Letters of a Transport Nurse

This document is a compilation of letters written by Katherine Prescott Wormeley during her time working for the Sanitary Commission and as a transport nurse and administrator during the Civil War. By examining elements of a few letters, the details of how the injured were administered to and the interactions of noncombatants in the war show the involvement of all people without making distinction for race, wealth, status, or gender. Katherine Wormeley, along with many other high-class women, dove into the war effort in an attempt to alleviate some of the suffering and pain of those who fought for the Union, despite the existing taboo of women involving themselves in such gruesome work or, as Wormeley came to do, managing men in an official capacity. The complete book of these letters was published years later in order to show how women and nurses participated in the war and is justly titled The Other Side of the War with the Army of the Potomac.


Summary Overview

This document is a compilation of letters written by Katherine Prescott Wormeley during her time working for the Sanitary Commission and as a transport nurse and administrator during the Civil War. By examining elements of a few letters, the details of how the injured were administered to and the interactions of noncombatants in the war show the involvement of all people without making distinction for race, wealth, status, or gender. Katherine Wormeley, along with many other high-class women, dove into the war effort in an attempt to alleviate some of the suffering and pain of those who fought for the Union, despite the existing taboo of women involving themselves in such gruesome work or, as Wormeley came to do, managing men in an official capacity. The complete book of these letters was published years later in order to show how women and nurses participated in the war and is justly titled The Other Side of the War with the Army of the Potomac.



Defining Moment

This document is a valuable piece of the historical record as it chronicles one upper-class woman’s time in the Civil War. This was not just any woman, however, but a woman who gave up the comforts of her high-society life to become an integral part of the nursing force which cared for the wounded soldiers, both in the field and in permanent hospitals and medical facilities. This same woman also became one of the first women ever to be given direct command of men–an impressive feat considering the nearly crippling ideas of the time period concerning the inferiority of women and their “place” in the household. An analysis of the entire book The Other Side of the War with the Army of the Potomac would reveal aspects of many parts of life in the 1860s, including social standards, race relations, gender relations, conditions of medical facilities in the Civil War, and even grammatical and diction tendencies of upper-class women from Rhode Island; but in this particular analysis the concentration is on the how the wounded were seen by those who aided them, as well as the reactions of Wormeley herself to her situation and the soldiers’ suffering.

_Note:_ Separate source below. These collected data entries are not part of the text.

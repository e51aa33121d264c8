//! Scheduled-export orchestrator (C8): interval→cron mapping, aligned backfill windows,
//! and schedule lifecycle. The actual schedule/workflow engine is an external port
//! (spec §6); this module is pure computation plus the lifecycle state machine.

use crate::ports::workflow::{ScheduleHandle, WorkflowPort};
use crate::ScheduledTaskId;
use billing_common::{BillingError, BillingResult};
use chrono::{DateTime, Datelike, Duration, TimeZone, Timelike, Utc};
use serde::{Deserialize, Serialize};
use std::sync::Arc;

#[derive(Debug, Clone, Copy, PartialEq, Eq, Serialize, Deserialize)]
#[serde(rename_all = "snake_case")]
pub enum ExportInterval {
    Testing,
    Hourly,
    Daily,
    Weekly,
    Monthly,
    Yearly,
}

impl ExportInterval {
    /// The cron spec used to drive this interval's schedule (spec §4.8 table).
    pub fn cron_spec(&self) -> &'static str {
        match self {
            ExportInterval::Testing => "*/10 * * * *",
            ExportInterval::Hourly => "0 * * * *",
            ExportInterval::Daily => "0 0 * * *",
            // ISO Monday, per the spec's resolution of the source's ambiguous weekly cron.
            ExportInterval::Weekly => "0 0 * * 1",
            ExportInterval::Monthly => "0 0 1 * *",
            ExportInterval::Yearly => "0 0 1 1 *",
        }
    }

    /// Validates that `cron_spec()` actually parses as a cron expression, so a typo in
    /// the table above fails a unit test instead of surfacing at schedule-creation time.
    fn parsed_schedule(&self) -> cron::Schedule {
        use std::str::FromStr;
        // The `cron` crate expects a leading seconds field.
        let with_seconds = format!("0 {}", self.cron_spec());
        cron::Schedule::from_str(&with_seconds).expect("cron_spec table entries must be valid cron expressions")
    }
}

#[derive(Debug, Clone, Copy, PartialEq, Eq, Serialize, Deserialize)]
#[serde(rename_all = "snake_case")]
pub enum ExportStatus {
    Published,
    Archived,
}

#[derive(Debug, Clone, Serialize, Deserialize)]
pub struct ScheduledTask {
    pub id: ScheduledTaskId,
    pub entity_type: String,
    pub interval: ExportInterval,
    pub enabled: bool,
    pub status: ExportStatus,
    pub job_config: serde_json::Value,
    pub connection_id: String,
    pub temporal_schedule_id: Option<String>,
    pub next_run_at: Option<DateTime<Utc>>,
}

/// Returns the previous completed interval window `[start, end)` as of `now`, never the
/// one currently in progress (spec §4.8).
pub fn calculate_interval_boundaries(now: DateTime<Utc>, interval: ExportInterval) -> (DateTime<Utc>, DateTime<Utc>) {
    match interval {
        ExportInterval::Testing => {
            let minute_bucket = (now.minute() / 10) * 10;
            let end = now
                .with_minute(minute_bucket)
                .unwrap()
                .with_second(0)
                .unwrap()
                .with_nanosecond(0)
                .unwrap();
            (end - Duration::minutes(10), end)
        }
        ExportInterval::Hourly => {
            let end = now.with_minute(0).unwrap().with_second(0).unwrap().with_nanosecond(0).unwrap();
            (end - Duration::hours(1), end)
        }
        ExportInterval::Daily => {
            let end = now
                .with_hour(0)
                .unwrap()
                .with_minute(0)
                .unwrap()
                .with_second(0)
                .unwrap()
                .with_nanosecond(0)
                .unwrap();
            (end - Duration::days(1), end)
        }
        ExportInterval::Weekly => {
            let today_midnight = now
                .with_hour(0)
                .unwrap()
                .with_minute(0)
                .unwrap()
                .with_second(0)
                .unwrap()
                .with_nanosecond(0)
                .unwrap();
            let days_since_monday = today_midnight.weekday().num_days_from_monday() as i64;
            let this_monday = today_midnight - Duration::days(days_since_monday);
            // On Monday 00:00:00 exactly, `now <= this_monday` holds and the window ends
            // at that Monday rather than rolling forward to next week (spec §8 boundary
            // case: must return the *previous* completed week, never the empty interval).
            let boundary_end = if now <= this_monday { this_monday } else { this_monday + Duration::days(7) };
            (boundary_end - Duration::days(7), boundary_end)
        }
        ExportInterval::Monthly => {
            let this_month_start = Utc.with_ymd_and_hms(now.year(), now.month(), 1, 0, 0, 0).unwrap();
            let end = if now <= this_month_start {
                this_month_start
            } else {
                add_one_month(this_month_start)
            };
            let start = subtract_one_month(end);
            (start, end)
        }
        ExportInterval::Yearly => {
            let this_year_start = Utc.with_ymd_and_hms(now.year(), 1, 1, 0, 0, 0).unwrap();
            let end = if now <= this_year_start {
                this_year_start
            } else {
                Utc.with_ymd_and_hms(now.year() + 1, 1, 1, 0, 0, 0).unwrap()
            };
            let start = Utc.with_ymd_and_hms(end.year() - 1, 1, 1, 0, 0, 0).unwrap();
            (start, end)
        }
    }
}

fn add_one_month(d: DateTime<Utc>) -> DateTime<Utc> {
    let (year, month) = if d.month() == 12 { (d.year() + 1, 1) } else { (d.year(), d.month() + 1) };
    Utc.with_ymd_and_hms(year, month, 1, 0, 0, 0).unwrap()
}

fn subtract_one_month(d: DateTime<Utc>) -> DateTime<Utc> {
    let (year, month) = if d.month() == 1 { (d.year() - 1, 12) } else { (d.year(), d.month() - 1) };
    Utc.with_ymd_and_hms(year, month, 1, 0, 0, 0).unwrap()
}

#[derive(Debug, Clone, Copy, PartialEq, Eq)]
pub enum TriggerMode {
    Automatic,
    Custom,
}

pub struct ForceRunWindow {
    pub start: DateTime<Utc>,
    pub end: DateTime<Utc>,
    pub mode: TriggerMode,
}

/// Schedule lifecycle and force-run orchestration (spec §4.8). Generic over a
/// [`WorkflowPort`] implementation so the orchestrator itself stays free of any specific
/// scheduling engine's SDK.
pub struct ScheduledExportOrchestrator<W: WorkflowPort> {
    workflow: Arc<W>,
}

impl<W: WorkflowPort> ScheduledExportOrchestrator<W> {
    pub fn new(workflow: Arc<W>) -> Self {
        Self { workflow }
    }

    /// If the task already has an attached schedule, unpause it; otherwise create one.
    /// If persisting the new schedule id fails, the just-created schedule is deleted to
    /// avoid orphaning it (spec §4.8 "Start").
    pub async fn start(
        &self,
        task: &mut ScheduledTask,
        persist_schedule_id: impl FnOnce(&str) -> BillingResult<()>,
    ) -> BillingResult<()> {
        if let Some(schedule_id) = task.temporal_schedule_id.clone() {
            self.workflow.unpause(&schedule_id).await?;
            task.enabled = true;
            return Ok(());
        }

        let handle: ScheduleHandle = self
            .workflow
            .create_schedule(&task.id.to_string(), task.interval.cron_spec(), false)
            .await?;

        if let Err(err) = persist_schedule_id(&handle.schedule_id) {
            let _ = self.workflow.delete_schedule(&handle.schedule_id).await;
            return Err(err);
        }

        task.temporal_schedule_id = Some(handle.schedule_id);
        task.enabled = true;
        Ok(())
    }

    pub async fn stop(&self, task: &mut ScheduledTask) -> BillingResult<()> {
        if let Some(schedule_id) = &task.temporal_schedule_id {
            self.workflow.pause(schedule_id).await?;
        }
        task.enabled = false;
        Ok(())
    }

    /// Deletes the schedule permanently and archives the task (soft delete).
    pub async fn delete(&self, task: &mut ScheduledTask) -> BillingResult<()> {
        if let Some(schedule_id) = &task.temporal_schedule_id {
            self.workflow.delete_schedule(schedule_id).await?;
        }
        task.status = ExportStatus::Archived;
        task.enabled = false;
        Ok(())
    }

    /// Starts an ad-hoc export workflow regardless of the schedule. Does not await
    /// workflow completion (spec §5: "long-running operations ... return once the
    /// workflow has been enqueued").
    pub async fn trigger_force_run(
        &self,
        task: &ScheduledTask,
        now: DateTime<Utc>,
        custom_start: Option<DateTime<Utc>>,
        custom_end: Option<DateTime<Utc>>,
    ) -> BillingResult<ForceRunWindow> {
        let (start, end, mode) = match (custom_start, custom_end) {
            (Some(s), Some(e)) => (s, e, TriggerMode::Custom),
            _ => {
                let (s, e) = calculate_interval_boundaries(now, task.interval);
                (s, e, TriggerMode::Automatic)
            }
        };

        let ad_hoc_id = format!("{}-export", task.id);
        self.workflow
            .execute_ad_hoc(&ad_hoc_id, start, end)
            .await?;

        Ok(ForceRunWindow { start, end, mode })
    }
}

This document mainly contributes to the social context of the Civil War, for Wormeley is one of several dozen high-society women who walked away from their lives of leisure in order to aid soldiers in the Civil War. They did not do this for praise or for thanks, but because they were driven to do so by a powerful internal need to help the war effort, even though no such aid work had been done previously. Wormeley’s book of letters gives an inside look into the life she choose to lead and a perspective which was captured the moment it happened, not as a memoir written later in life when the sights and memories were dulled and softened by time, but when everything was still sharp and painful. By reading these letters, modern audiences are able to take away a feeling of presence–that they too are in the hospitals, standing next to the wounded and dying soldiers, doing their absolute best to try to help, in any way they might be able.



Author Biography

Katherine (or Katharine) Prescott Wormeley was born in 1830 in England to an English father, who held the rank of rear-admiral in the British Navy, and an American mother. The family later immigrated to the United States. With the beginning of the Civil War, Katherine Wormeley decided to take up the cause alongside the soldiers who went to war and the civilians who geared their efforts toward supporting them. Her main goals were to gather supplies which would be necessary to soldiers, but she was not the only one to do so. In fact, she worked with many other women, beginning with a meeting of other women held in her mother’s home. This society was named the “Woman’s Union Aid Society,” and it became a springboard for Wormeley’s later work, after she served as its president and continued to serve as an administrator.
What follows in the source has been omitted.